Adobe Security Bulletin

Security Advisory for Adobe Flash Player

Release date: July 7, 2015
Vulnerability identifier: APSA15-03
CVE number: CVE-2015-5119
Platform: Windows, Macintosh and Linux

Summary

A critical vulnerability (CVE-2015-5119) has been identified in Adobe Flash Player 18.0.0.194 and earlier versions for Windows, Macintosh and Linux. Successful exploitation could cause a crash and potentially allow an attacker to take control of the affected system.  
Adobe is aware of reports that an exploit targeting this vulnerability has been published publicly. Adobe expects to make updates available on July 8, 2015.

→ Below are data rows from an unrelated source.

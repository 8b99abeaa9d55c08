//! Events that trigger connection state transitions

use picstick_protocol::Keyword;

/// Events that can trigger state transitions
#[derive(Debug, Clone, Copy, PartialEq, Eq)]
#[cfg_attr(feature = "defmt", derive(defmt::Format))]
pub enum Event {
    /// Host greeted the programmer
    Hello,
    /// Host ended the session
    Bye,
    /// Target entered programming mode
    ProgrammingStarted,
    /// Target released from programming mode
    ProgrammingStopped,
    /// A programming command (word, row, erase, read) completed
    Programmed,
}

impl Event {
    /// Event produced by a successfully executed command
    pub fn from_keyword(keyword: Keyword) -> Self {
        match keyword {
            Keyword::Hello => Event::Hello,
            Keyword::Bye => Event::Bye,
            Keyword::Start => Event::ProgrammingStarted,
            Keyword::Stop => Event::ProgrammingStopped,
            Keyword::Word | Keyword::Row | Keyword::Erase | Keyword::Read => Event::Programmed,
        }
    }
}
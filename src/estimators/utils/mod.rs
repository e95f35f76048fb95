pub mod windowing;
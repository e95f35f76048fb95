use crate::estimators::approaches::causal_state::state_table::{merged_key, StateTable};
use crate::estimators::error::ComplexityError;

/// Collapse a raw state table into causal states: while any two past-keys'
/// present distributions are within `sigma` (L∞), merge them and restart the
/// scan over the new table; stop once a full scan finds no mergeable pair.
///
/// The scan takes the first pair under the tolerance in key order (greedy
/// first-found, not closest-pair), which together with the ordered table makes
/// the result deterministic. Each merge restarts the pairwise scan from
/// scratch; worst case is cubic in the number of distinct pasts, which stays
/// small for the short memory lengths this is used with.
///
/// Postcondition: every pair of distinct past-keys in the returned table has
/// distance >= `sigma`.
pub fn collapse_states(
    table: StateTable,
    dl: usize,
    sigma: f64,
) -> Result<StateTable, ComplexityError> {
    if dl == 0 {
        return Err(ComplexityError::InvalidParameter(
            "memory length dl must be positive".to_string(),
        ));
    }
    if !(sigma >= 0.0) {
        return Err(ComplexityError::InvalidParameter(format!(
            "sigma must be a non-negative number, got {sigma}"
        )));
    }

    let mut table = table;
    while let Some((past1, past2)) = find_mergeable_pair(&table, sigma) {
        let dist1 = table.remove(&past1).expect("key taken from this table");
        let dist2 = table.remove(&past2).expect("key taken from this table");
        table.insert(merged_key(&past1, &past2, dl), dist1.merge(&dist2));
    }
    Ok(table)
}

/// First pair of distinct past-keys (in key order) whose distributions are
/// closer than `sigma`, or None when the table is fully collapsed.
fn find_mergeable_pair(table: &StateTable, sigma: f64) -> Option<(String, String)> {
    for (i, (past1, dist1)) in table.iter().enumerate() {
        for (past2, dist2) in table.iter().skip(i + 1) {
            if dist1.distance(dist2) < sigma {
                return Some((past1.clone(), past2.clone()));
            }
        }
    }
    None
}
// SPDX-License-Identifier: MIT OR Apache-2.0

pub trait GlobalValue {
    /// Compute and return the global value of the measure.
    fn global_value(&self) -> f64;
}
use ndarray::Array1;

use crate::estimators::approaches::binarize::{binarise, ThresholdMode};
use crate::estimators::approaches::causal_state::discovery::Windowing;
use crate::estimators::approaches::causal_state::machine::{
    BidirectionalComplexity, CausalStateComplexity,
};
use crate::estimators::approaches::lempel_ziv::LempelZivComplexity;
use crate::estimators::error::ComplexityError;
pub use crate::estimators::traits::GlobalValue;

/// Complexity estimation methods for symbol sequences and numeric windows.
///
/// This struct provides static methods for creating complexity estimators
/// for the different estimation approaches.
pub struct Complexity;

impl Complexity {
    /// Creates a causal-state complexity estimator with overlapping windowing
    /// (the default of the analysis pipeline).
    ///
    /// # Arguments
    ///
    /// * `symbols` - Binary symbol string
    /// * `dl` - Memory length (length of past and present windows)
    /// * `sigma` - Merge tolerance between present distributions
    pub fn new_causal_state(
        symbols: &str,
        dl: usize,
        sigma: f64,
    ) -> Result<CausalStateComplexity, ComplexityError> {
        CausalStateComplexity::new(symbols, dl, sigma, Windowing::Overlapping)
    }

    /// Creates a causal-state complexity estimator with an explicit windowing
    /// mode.
    pub fn new_causal_state_with_windowing(
        symbols: &str,
        dl: usize,
        sigma: f64,
        windowing: Windowing,
    ) -> Result<CausalStateComplexity, ComplexityError> {
        CausalStateComplexity::new(symbols, dl, sigma, windowing)
    }

    /// Creates a bidirectional estimator: forward and reverse causal-state
    /// machines plus their key-merged combination.
    pub fn new_bidirectional(
        symbols: &str,
        dl: usize,
        sigma: f64,
        windowing: Windowing,
    ) -> Result<BidirectionalComplexity, ComplexityError> {
        BidirectionalComplexity::new(symbols, dl, sigma, windowing)
    }

    /// Creates a Lempel-Ziv (LZ76) baseline estimator.
    pub fn new_lempel_ziv(symbols: &str) -> Result<LempelZivComplexity, ComplexityError> {
        LempelZivComplexity::new(symbols)
    }

    /// Median-binarises a numeric window and builds a causal-state estimator
    /// on the resulting symbol string, with overlapping windowing.
    pub fn causal_state_from_series(
        data: &Array1<f64>,
        dl: usize,
        sigma: f64,
    ) -> Result<CausalStateComplexity, ComplexityError> {
        let symbols = binarise(data, ThresholdMode::Median)?;
        Self::new_causal_state(&symbols, dl, sigma)
    }
}
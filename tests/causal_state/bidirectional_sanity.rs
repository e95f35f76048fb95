// SPDX-License-Identifier: MIT OR Apache-2.0

use approx::assert_abs_diff_eq;
use statcomp::estimators::approaches::causal_state::machine::BidirectionalComplexity;
use statcomp::estimators::approaches::causal_state::Windowing;
use statcomp::estimators::complexity::Complexity;
use statcomp::estimators::traits::GlobalValue;

use crate::test_helpers::generate_random_symbols;

#[test]
fn palindrome_gives_equal_forward_and_reverse_complexity() {
    // Reversing a palindrome is the identity, so both machines see the same
    // input and the values match bit for bit.
    let bd = Complexity::new_bidirectional("01100110", 2, 0.05, Windowing::Overlapping).unwrap();
    assert_eq!(bd.forward_value(), bd.reverse_value());
}

#[test]
fn long_random_palindrome_gives_equal_directions() {
    let half = generate_random_symbols(64, 17);
    let palindrome: String = half.chars().chain(half.chars().rev()).collect();

    let bd = Complexity::new_bidirectional(&palindrome, 3, 0.05, Windowing::Overlapping).unwrap();
    assert_eq!(bd.forward_value(), bd.reverse_value());
}

#[test]
fn shared_keys_keep_only_summed_mass() {
    // Constant string: forward and reverse collapse to the same single key,
    // so the combined table is one total-only entry with doubled mass.
    let bd = Complexity::new_bidirectional("0000000000000000", 2, 0.05, Windowing::Overlapping)
        .unwrap();

    let combined = bd.combined_states();
    assert_eq!(combined.len(), 1);
    let entry = &combined["00"];
    assert!(entry.presents.is_empty());

    let forward_total: u64 = Complexity::new_causal_state("0000000000000000", 2, 0.05)
        .unwrap()
        .causal_states()
        .values()
        .map(|d| d.total)
        .sum();
    assert_eq!(entry.total, 2 * forward_total);

    assert_eq!(bd.global_value(), 0.0);
}

#[test]
fn alternating_string_combines_into_two_even_states() {
    // Reverse of "0101..." is "1010...": both directions produce past-keys
    // "01" and "10" with equal mass, so the combined machine keeps two
    // equally likely states.
    let bd = Complexity::new_bidirectional("0101010101010101", 2, 0.01, Windowing::Overlapping)
        .unwrap();

    let (forward, reverse, bidirectional) = bd.values();
    assert_abs_diff_eq!(forward, 1.0, epsilon = 1e-12);
    assert_abs_diff_eq!(reverse, 1.0, epsilon = 1e-12);
    assert_abs_diff_eq!(bidirectional, 1.0, epsilon = 1e-12);

    let counts = bd.state_counts();
    assert_eq!(counts.forward, 2);
    assert_eq!(counts.reverse, 2);
    assert_eq!(counts.combined, 2);
    assert_eq!(counts.forward_raw, 2);
    assert_eq!(counts.reverse_raw, 2);
    assert_eq!(counts.combined_raw, counts.combined);

    // Shared keys dropped their distributions.
    assert!(bd.combined_states().values().all(|d| d.presents.is_empty()));
}

#[test]
fn one_sided_keys_carry_through_unchanged() {
    let symbols = generate_random_symbols(512, 23);
    let bd = Complexity::new_bidirectional(&symbols, 3, 0.02, Windowing::Overlapping).unwrap();

    let forward = Complexity::new_causal_state(&symbols, 3, 0.02).unwrap();
    let reversed: String = symbols.chars().rev().collect();
    let reverse = Complexity::new_causal_state(&reversed, 3, 0.02).unwrap();

    for (key, dist) in bd.combined_states() {
        match (
            forward.causal_states().get(key),
            reverse.causal_states().get(key),
        ) {
            (Some(f), Some(r)) => {
                assert!(dist.presents.is_empty());
                assert_eq!(dist.total, f.total + r.total);
            }
            (Some(f), None) => assert_eq!(dist, f),
            (None, Some(r)) => assert_eq!(dist, r),
            (None, None) => panic!("combined key {key} appears in neither direction"),
        }
    }
}

#[test]
fn bidirectional_is_deterministic() {
    let symbols = generate_random_symbols(1024, 31);
    let a = BidirectionalComplexity::new(&symbols, 4, 0.05, Windowing::Overlapping)
        .unwrap()
        .values();
    let b = BidirectionalComplexity::new(&symbols, 4, 0.05, Windowing::Overlapping)
        .unwrap()
        .values();
    assert_eq!(a, b);
}

#[test]
fn batch_bidirectional_matches_individual_runs() {
    let rows: Vec<String> = (0u64..3).map(|i| generate_random_symbols(256, 100 + i)).collect();
    let batch = BidirectionalComplexity::from_rows(&rows, 3, 0.05, Windowing::Overlapping).unwrap();
    assert_eq!(batch.len(), rows.len());
    for (row, bd) in rows.iter().zip(&batch) {
        let single =
            BidirectionalComplexity::new(row, 3, 0.05, Windowing::Overlapping).unwrap();
        assert_eq!(bd.values(), single.values());
    }
}
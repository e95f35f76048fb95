use thiserror::Error;

/// Errors raised at the boundary of the complexity estimators.
///
/// All core functions are total over well-formed inputs; malformed inputs fail
/// fast here rather than deep inside the merge loop.
#[derive(Debug, Clone, PartialEq, Eq, Error)]
pub enum ComplexityError {
    /// The input is not a usable numeric or symbol sequence (empty data,
    /// non-finite values, or a symbol string that is not plain ASCII).
    #[error("invalid input: {0}")]
    InvalidInputType(String),

    /// A parameter is outside its domain: `dl == 0`, `sigma < 0` or NaN,
    /// a zero window length or step, or an unknown mode string.
    #[error("invalid parameter: {0}")]
    InvalidParameter(String),
}
use ndarray::{Array1, Array2, Axis};
use std::str::FromStr;

use crate::estimators::error::ComplexityError;

/// Threshold rule used to binarise a continuous series.
#[derive(Debug, Clone, Copy, PartialEq, Eq)]
pub enum ThresholdMode {
    /// Threshold at the sample median (default in the EEG pipeline).
    Median,
    /// Threshold at the sample mean.
    Mean,
}

impl FromStr for ThresholdMode {
    type Err = ComplexityError;

    fn from_str(s: &str) -> Result<Self, Self::Err> {
        match s {
            "median" => Ok(ThresholdMode::Median),
            "mean" => Ok(ThresholdMode::Mean),
            other => Err(ComplexityError::InvalidParameter(format!(
                "unknown threshold mode '{other}', expected 'median' or 'mean'"
            ))),
        }
    }
}

/// Binarise a continuous series into a string over the alphabet {0,1}.
///
/// The threshold is the series' median or mean; each element maps to `'1'` if
/// it is >= the threshold, else `'0'`, in input order. Empty input or
/// non-finite values are rejected.
pub fn binarise(data: &Array1<f64>, mode: ThresholdMode) -> Result<String, ComplexityError> {
    if data.is_empty() {
        return Err(ComplexityError::InvalidInputType(
            "cannot binarise an empty series".to_string(),
        ));
    }
    if data.iter().any(|v| !v.is_finite()) {
        return Err(ComplexityError::InvalidInputType(
            "series contains non-finite values".to_string(),
        ));
    }

    let threshold = match mode {
        ThresholdMode::Median => median(data),
        ThresholdMode::Mean => data.mean().expect("non-empty series has a mean"),
    };

    let mut out = String::with_capacity(data.len());
    for &v in data.iter() {
        out.push(if v >= threshold { '1' } else { '0' });
    }
    Ok(out)
}

/// Binarise each row of a 2D array independently.
///
/// Batch counterpart of [`binarise`] for segmented recordings, one symbol
/// string per window.
pub fn binarise_rows(
    data: &Array2<f64>,
    mode: ThresholdMode,
) -> Result<Vec<String>, ComplexityError> {
    data.axis_iter(Axis(0))
        .map(|row| binarise(&row.to_owned(), mode))
        .collect()
}

/// Median of a non-empty series. Even lengths take the mean of the two
/// middle order statistics, matching numpy.
fn median(data: &Array1<f64>) -> f64 {
    let mut sorted: Vec<f64> = data.to_vec();
    sorted.sort_by(|a, b| a.partial_cmp(b).expect("values checked finite"));
    let n = sorted.len();
    if n % 2 == 1 {
        sorted[n / 2]
    } else {
        (sorted[n / 2 - 1] + sorted[n / 2]) / 2.0
    }
}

Affected software versions

 

Adobe Flash Player 18.0.0.194 and earlier versions for Windows and Macintosh

• Adobe Flash Player Extended Support Release version 13.0.0.296 and earlier 13.x versions for Windows and Macintosh
• Adobe Flash Player 11.2.202.468 and earlier 11.x versions for Linux

To verify the version of Adobe Flash Player installed on your system, access the About Flash Player page, or right-click on content running in Flash Player and select "About Adobe (or Macromedia) Flash Player" from the menu. If you use multiple browsers, perform the check for each browser you have installed on your system.   

Severity ratings

Adobe categorizes this as a critical vulnerability.

Acknowledgments

Adobe would like to thank Google Project Zero and Morgan Marquis-Boire for reporting CVE-2015-5119 and for working with Adobe to help protect our customers.

 

 

 

Over at Symantec read this:

 

Symantec has confirmed the existence of a new zero-day vulnerability in Adobe Flash Player which could allow attackers to remotely execute code on a targeted computer. Since details of the vulnerability are now publicly available, it is likely attackers will move quickly to exploit it before a patch is issued.

 

 

 

- Sorry I was so late with this. I had my Flash Player disabled as soon as the word was out. I only realized the impact here when I clicked on edit image just now.

 

wim

[spacecadet]

Good job I used FTP this morning then but I've been keywording since.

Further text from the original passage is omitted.